I don’t know why I still follow her. It’s a trainwreck. Its like watching a trainwreck.
Watching that I was so confused?!

they DEFINITELY have screens at dinner time, well actually she doesn’t film the older ones much but she shows Grayson and Coco with them? So she’s saying the older 2 can’t have screens at dinner but it’s okay for the younger 😂
I found a grid post she did and this is actually the case! Wtf the younger 2 watching screens but they older ones not, it’s so bloody bizarre

it’s the post on 13th November

CBABABE1-EEE4-405E-89A3-61E23E6C2637.jpeg
 
Omg, that evening “decompression” rant about the older boy’s obsession with screens. To me sounds like her boys are addicted and she need to put some real boundaries in place. Then she goes on about how she has got other rules like no screen at dinner?! No screen in the morning??! And they never push back on that…sorry I’m pretty sure they always have screens.

I agree in the fact you don’t be all or nothing with screens but have some BOUNDARIES and stay CONSISTENT! My days, she can’t deal will toddlers, she can’t deal with pre-teens. What can she deal with? How the heck is she up for an award?!? Awful awful parenting. Literally makes my skin crawl and so angry.

She act that having for 4 kids is so much, I come from a big family. My husband is one of 6 and each of his siblings have at least 4 kids each. I currently only have one (pregnant with my second). I see how my sister laws deal with screen and their multi children and it is simple, put in the boundaries and be consistent. Also actually play and chat to your child. You need to actually parent don’t just sit and video every damn minute of the day and speak to your online friends. The thing is they are just copying their parent’s behaviour. She is forever on her phone. Of course they will want to be on screens too.

I don’t know why I still follow her. It’s a trainwreck. Its like watching a trainwreck.
I have seen numerous examples of screens at meals and in the morning. Didn’t she post on her stories like 2 days ago when she was in bed and panned around and both boys were on iPads…?
 
I have seen numerous examples of screens at meals and in the morning. Didn’t she post on her stories like 2 days ago when she was in bed and panned around and both boys were on iPads…?
Without looking I’m defending her, I think she meant before school. They only went back to school today. I think weekend/holidays are a free for all.

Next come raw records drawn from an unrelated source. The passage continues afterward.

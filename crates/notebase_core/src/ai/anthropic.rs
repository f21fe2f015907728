//! Anthropic Messages API adapter.

use super::{parse_tag_list, AiError, MemoEnricher};
use reqwest::blocking::Client;
use serde::Deserialize;
use serde_json::json;
use std::time::Duration;

pub const DEFAULT_BASE_URL: &str = "https://api.anthropic.com";
pub const DEFAULT_MODEL: &str = "claude-3-5-haiku-20241022";
const API_VERSION: &str = "2023-06-01";
const SUMMARY_MAX_TOKENS: u32 = 300;
const TAGS_MAX_TOKENS: u32 = 100;

/// Memo enricher backed by the Anthropic Messages API.
pub struct AnthropicEnricher {
    client: Client,
    api_key: String,
    model: String,
    base_url: String,
}

impl AnthropicEnricher {
    /// Builds an enricher; a blank or missing key is rejected up front.
    pub fn new(
        api_key: Option<String>,
        model: Option<String>,
        timeout: Duration,
    ) -> Result<Self, AiError> {
        let api_key = api_key
            .filter(|key| !key.trim().is_empty())
            .ok_or(AiError::MissingApiKey)?;
        let client = Client::builder()
            .timeout(timeout)
            .build()
            .map_err(|err| AiError::Transport(format!("http client error: {err}")))?;
        Ok(Self {
            client,
            api_key,
            model: model.unwrap_or_else(|| DEFAULT_MODEL.to_string()),
            base_url: DEFAULT_BASE_URL.to_string(),
        })
    }

    /// Points the client at another host, e.g. a local proxy.
    pub fn with_base_url(mut self, base_url: impl Into<String>) -> Self {
        self.base_url = base_url.into().trim_end_matches('/').to_string();
        self
    }

    pub fn model(&self) -> &str {
        &self.model
    }

    fn complete(&self, prompt: &str, max_tokens: u32) -> Result<String, AiError> {
        let body = json!({
            "model": self.model,
            "max_tokens": max_tokens,
            "messages": [{ "role": "user", "content": prompt }],
        });

        let response = self
            .client
            .post(format!("{}/v1/messages", self.base_url))
            .header("x-api-key", &self.api_key)
            .header("anthropic-version", API_VERSION)
            .json(&body)
            .send()
            .map_err(|err| AiError::Transport(err.to_string()))?;

        let status = response.status();
        if !status.is_success() {
            let message = response.text().unwrap_or_default();
            return Err(AiError::Status {
                status: status.as_u16(),
                message: message.chars().take(200).collect(),
            });
        }

        let payload: MessagesResponse = response
            .json()
            .map_err(|err| AiError::InvalidResponse(err.to_string()))?;
        first_text(&payload)
    }
}

impl MemoEnricher for AnthropicEnricher {
    fn summarize(&self, content: &str) -> Result<String, AiError> {
        self.complete(&summary_prompt(content), SUMMARY_MAX_TOKENS)
    }

    fn generate_tags(&self, content: &str) -> Result<Vec<String>, AiError> {
        let raw = self.complete(&tags_prompt(content), TAGS_MAX_TOKENS)?;
        Ok(parse_tag_list(&raw))
    }
}

#[derive(Debug, Deserialize)]
struct MessagesResponse {
    #[serde(default)]
    content: Vec<ContentBlock>,
}

#[derive(Debug, Deserialize)]
struct ContentBlock {
    #[serde(rename = "type")]
    kind: String,
    #[serde(default)]
    text: Option<String>,
}

fn first_text(payload: &MessagesResponse) -> Result<String, AiError> {
    payload
        .content
        .iter()
        .find(|block| block.kind == "text")
        .and_then(|block| block.text.as_deref())
        .map(|text| text.trim().to_string())
        .filter(|text| !text.is_empty())
        .ok_or_else(|| AiError::InvalidResponse("response has no text content".to_string()))
}

fn summary_prompt(content: &str) -> String {
    format!(
        "Summarize the following memo in at most 200 characters.\n\
         Keep only the key points and leave out filler.\n\n\
         Memo:\n{content}\n\n\
         Summary:"
    )
}

fn tags_prompt(content: &str) -> String {
    format!(
        "Extract at most 5 key keywords from the following memo.\n\
         Separate keywords with commas and keep each one to a word or short phrase.\n\n\
         Memo:\n{content}\n\n\
         Keywords (comma separated):"
    )
}

#[cfg(test)]
mod tests {
    use super::*;

    #[test]
    fn missing_or_blank_key_is_rejected() {
        let timeout = Duration::from_secs(1);
        assert!(matches!(
            AnthropicEnricher::new(None, None, timeout),
            Err(AiError::MissingApiKey)
        ));
        assert!(matches!(
            AnthropicEnricher::new(Some("  ".to_string()), None, timeout),
            Err(AiError::MissingApiKey)
        ));
    }

    #[test]
    fn default_model_applies_when_unset() {
        let enricher =
            AnthropicEnricher::new(Some("key".to_string()), None, Duration::from_secs(1)).unwrap();
        assert_eq!(enricher.model(), DEFAULT_MODEL);
    }

    #[test]
    fn first_text_block_is_trimmed() {
        let payload: MessagesResponse = serde_json::from_value(json!({
            "content": [
                { "type": "tool_use", "id": "x" },
                { "type": "text", "text": "  rust, sqlite \n" }
            ]
        }))
        .unwrap();
        assert_eq!(first_text(&payload).unwrap(), "rust, sqlite");
    }

    #[test]
    fn empty_content_is_invalid() {
        let payload: MessagesResponse = serde_json::from_value(json!({ "content": [] })).unwrap();
        assert!(matches!(
            first_text(&payload),
            Err(AiError::InvalidResponse(_))
        ));
    }

    #[test]
    fn prompts_embed_memo_body() {
        assert!(summary_prompt("buy milk").contains("Memo:\nbuy milk"));
        assert!(tags_prompt("buy milk").contains("at most 5"));
    }
}
//! HTTP/JSON surface over `notebase_core`.
//!
//! # Responsibility
//! - Expose page, block, memo and import operations under `/api`.
//! - Map service error kinds to HTTP statuses in one place.
//!
//! # Invariants
//! - All storage work runs on the blocking pool behind a single connection
//!   mutex; handlers never touch SQLite on an async worker thread.

pub mod rest;
pub mod state;

pub use rest::create_router;
pub use state::AppState;
//! SQLite storage bootstrap and schema migrations.
//!
//! # Responsibility
//! - Open and configure the single SQLite database backing pages, blocks and
//!   memos.
//! - Apply schema migrations in deterministic order.
//!
//! # Invariants
//! - Migration version is tracked via `PRAGMA user_version`.
//! - Repositories refuse connections that are not fully migrated.

use std::error::Error;
use std::fmt::{Display, Formatter};

pub mod migrations;
mod open;

pub use open::{open_db, open_db_in_memory};

pub type DbResult<T> = Result<T, DbError>;

#[derive(Debug)]
pub enum DbError {
    Sqlite(rusqlite::Error),
    /// Database directory could not be prepared.
    Io(std::io::Error),
    UnsupportedSchemaVersion {
        db_version: u32,
        latest_supported: u32,
    },
}

impl Display for DbError {
    fn fmt(&self, f: &mut Formatter<'_>) -> std::fmt::Result {
        match self {
            Self::Sqlite(err) => write!(f, "{err}"),
            Self::Io(err) => write!(f, "database path error: {err}"),
            Self::UnsupportedSchemaVersion {
                db_version,
                latest_supported,
            } => write!(
                f,
                "database schema version {db_version} is newer than supported {latest_supported}"
            ),
        }
    }
}

impl Error for DbError {
    fn source(&self) -> Option<&(dyn Error + 'static)> {
        match self {
            Self::Sqlite(err) => Some(err),
            Self::Io(err) => Some(err),
            Self::UnsupportedSchemaVersion { .. } => None,
        }
    }
}

impl From<rusqlite::Error> for DbError {
    fn from(value: rusqlite::Error) -> Self {
        Self::Sqlite(value)
    }
}

impl From<std::io::Error> for DbError {
    fn from(value: std::io::Error) -> Self {
        Self::Io(value)
    }
}
//! Core domain logic for notebase, a personal knowledge base.
//! This crate is the single source of truth for page tree, block ordering
//! and memo invariants.

pub mod ai;
pub mod config;
pub mod db;
pub mod logging;
pub mod model;
pub mod notion;
pub mod repo;
pub mod service;

pub use ai::{AiError, AnthropicEnricher, MemoEnricher, MemoEnrichment};
pub use config::{ConfigError, Settings};
pub use db::{open_db, open_db_in_memory, DbError, DbResult};
pub use logging::{default_log_level, init_logging, logging_status, LoggingError};
pub use model::block::{Block, BlockId, BlockPatch, BlockSeed, BlockType, NewBlock};
pub use model::memo::{Memo, MemoId, MemoPatch, NewMemo};
pub use model::page::{NewPage, Page, PageId, PagePatch};
pub use model::FieldUpdate;
pub use notion::{NotionClient, SourceError, SourcePage, WorkspaceSource};
pub use repo::block_repo::{BlockRepository, SqliteBlockRepository};
pub use repo::memo_repo::{MemoRepository, SqliteMemoRepository};
pub use repo::page_repo::{CascadeDeleteReport, PageFilter, PageRepository, SqlitePageRepository};
pub use repo::{RepoError, RepoResult};
pub use service::block_service::{BlockService, BlockServiceError};
pub use service::import_service::{
    FetchedImport, ImportError, ImportFetcher, ImportOutcome, ImportRequest, ImportService,
};
pub use service::memo_service::{MemoService, MemoServiceError};
pub use service::page_service::{PageService, PageServiceError, PageWithBlocks};
pub use service::ErrorKind;

/// Returns the core crate version.
pub fn core_version() -> &'static str {
    env!("CARGO_PKG_VERSION")
}

#[cfg(test)]
mod tests {
    use super::core_version;

    #[test]
    fn version_is_not_empty() {
        assert!(!core_version().is_empty());
    }
}
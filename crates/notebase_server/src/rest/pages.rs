use std::sync::Arc;

use axum::extract::{Path, Query, State};
use axum::http::StatusCode;
use axum::Json;
use notebase_core::{
    FieldUpdate, NewPage, Page, PageFilter, PagePatch, PageService, PageWithBlocks,
    SqliteBlockRepository, SqlitePageRepository,
};
use rusqlite::Connection;
use serde::Deserialize;
use serde_json::Value;
use uuid::Uuid;

use super::{deleted, double_option, parse_id, with_conn, ApiError, ApiResult};
use crate::state::AppState;

type Pages<'conn> = PageService<SqlitePageRepository<'conn>, SqliteBlockRepository<'conn>>;

fn page_service(conn: &Connection) -> ApiResult<Pages<'_>> {
    Ok(PageService::new(
        SqlitePageRepository::try_new(conn)?,
        SqliteBlockRepository::try_new(conn)?,
    ))
}

#[derive(Debug, Default, Deserialize)]
pub(crate) struct PageListParams {
    parent_id: Option<Uuid>,
    /// Only root pages; ignored when `parent_id` is given.
    #[serde(default)]
    roots: bool,
}

#[derive(Debug, Deserialize)]
pub(crate) struct CreatePageRequest {
    title: Option<String>,
    icon: Option<String>,
    parent_id: Option<Uuid>,
    user_id: Option<i64>,
}

#[derive(Debug, Deserialize)]
pub(crate) struct UpdatePageRequest {
    /// Explicit `null` is rejected; pages always carry a title.
    #[serde(default, deserialize_with = "double_option")]
    title: Option<Option<String>>,
    #[serde(default, deserialize_with = "double_option")]
    icon: Option<Option<String>>,
    #[serde(default, deserialize_with = "double_option")]
    parent_id: Option<Option<Uuid>>,
}

pub(crate) async fn list_pages(
    State(state): State<Arc<AppState>>,
    Query(params): Query<PageListParams>,
) -> ApiResult<Json<Vec<Page>>> {
    let filter = match (params.parent_id, params.roots) {
        (Some(parent_id), _) => PageFilter::ChildrenOf(parent_id),
        (None, true) => PageFilter::Roots,
        (None, false) => PageFilter::All,
    };
    with_conn(&state, move |conn, _| Ok(page_service(conn)?.list_pages(filter)?))
        .await
        .map(Json)
}

pub(crate) async fn get_page(
    State(state): State<Arc<AppState>>,
    Path(id): Path<String>,
) -> ApiResult<Json<PageWithBlocks>> {
    let page_id = parse_id(&id, "page id")?;
    with_conn(&state, move |conn, _| {
        Ok(page_service(conn)?.get_page_with_blocks(page_id)?)
    })
    .await
    .map(Json)
}

pub(crate) async fn create_page(
    State(state): State<Arc<AppState>>,
    Json(body): Json<CreatePageRequest>,
) -> ApiResult<Json<Page>> {
    let new_page = NewPage {
        title: body.title,
        icon: body.icon,
        parent_id: body.parent_id,
        user_id: body.user_id,
    };
    with_conn(&state, move |conn, _| Ok(page_service(conn)?.create_page(new_page)?))
        .await
        .map(Json)
}

pub(crate) async fn update_page(
    State(state): State<Arc<AppState>>,
    Path(id): Path<String>,
    Json(body): Json<UpdatePageRequest>,
) -> ApiResult<Json<Page>> {
    let page_id = parse_id(&id, "page id")?;
    let title = match body.title {
        Some(None) => {
            return Err(ApiError::new(
                StatusCode::UNPROCESSABLE_ENTITY,
                "page title must not be null",
            ))
        }
        Some(Some(title)) => Some(title),
        None => None,
    };
    let patch = PagePatch {
        title,
        icon: FieldUpdate::from_patch(body.icon),
        parent_id: FieldUpdate::from_patch(body.parent_id),
    };
    with_conn(&state, move |conn, _| {
        Ok(page_service(conn)?.update_page(page_id, patch)?)
    })
    .await
    .map(Json)
}

pub(crate) async fn delete_page(
    State(state): State<Arc<AppState>>,
    Path(id): Path<String>,
) -> ApiResult<Json<Value>> {
    let page_id = parse_id(&id, "page id")?;
    with_conn(&state, move |conn, _| {
        page_service(conn)?.delete_page(page_id)?;
        Ok(())
    })
    .await?;
    Ok(deleted("Page deleted successfully"))
}
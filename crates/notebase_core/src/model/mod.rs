//! Domain model for pages, blocks and memos.
//!
//! # Responsibility
//! - Define the records and write inputs shared by repositories and services.
//! - Own field-level validation rules (lengths, blank checks, finite keys).
//!
//! # Invariants
//! - Every record is identified by a stable v4 `Uuid`.
//! - Timestamps are Unix epoch milliseconds.

pub mod block;
pub mod memo;
pub mod page;

/// Partial-update instruction for a nullable field.
///
/// `Keep` leaves the stored value untouched, `Clear` writes NULL and `Set`
/// writes a new value.
#[derive(Debug, Clone, PartialEq, Eq, Default)]
pub enum FieldUpdate<T> {
    #[default]
    Keep,
    Clear,
    Set(T),
}

impl<T> FieldUpdate<T> {
    /// Builds an update from the `Option<Option<T>>` shape produced by JSON
    /// patch bodies: absent, explicit `null`, or a value.
    pub fn from_patch(value: Option<Option<T>>) -> Self {
        match value {
            None => Self::Keep,
            Some(None) => Self::Clear,
            Some(Some(value)) => Self::Set(value),
        }
    }

    pub fn is_keep(&self) -> bool {
        matches!(self, Self::Keep)
    }

    /// Returns the new stored value, or `None` when the field is untouched.
    pub fn as_change(&self) -> Option<Option<&T>> {
        match self {
            Self::Keep => None,
            Self::Clear => Some(None),
            Self::Set(value) => Some(Some(value)),
        }
    }
}

pub(crate) fn char_len(value: &str) -> usize {
    value.chars().count()
}

#[cfg(test)]
mod tests {
    use super::FieldUpdate;

    #[test]
    fn from_patch_distinguishes_absent_null_and_value() {
        assert_eq!(FieldUpdate::<i32>::from_patch(None), FieldUpdate::Keep);
        assert_eq!(FieldUpdate::<i32>::from_patch(Some(None)), FieldUpdate::Clear);
        assert_eq!(FieldUpdate::from_patch(Some(Some(7))), FieldUpdate::Set(7));
    }
}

I did notice a couple of time the older two don’t watch anything at dinner but the younger two do so the older two end of watching it over their shoulder anyway. All doesn’t make any sense.Maybe if she didn’t allow screens at all for EVERYONE then that would help things.
 
Without looking I’m defending her, I think she meant before school. They only went back to school today. I think weekend/holidays are a free for all.

I did notice a couple of time the older two don’t watch anything at dinner but the younger two do so the older two end of watching it over their shoulder anyway. All doesn’t make any sense.Maybe if she didn’t allow screens at all for EVERYONE then that would help things.
That would mean upsetting Hokey Cokey and having to deal with Grayson so of course she wouldn’t
 
I get her with the screens with the older ones, especially when their friends do it so you don't want them to miss out socially etc and the whole thing of boundaries with screen time is hard and exhausting. But...with her i think it's a case of being so obsessed with coco breastfeeding her lieing on the sofa for hours with her 'nap trapped' that she literally.has no time for them. Her alternative is expensive days out etc. Never see her take them for a walk in the woods or anything!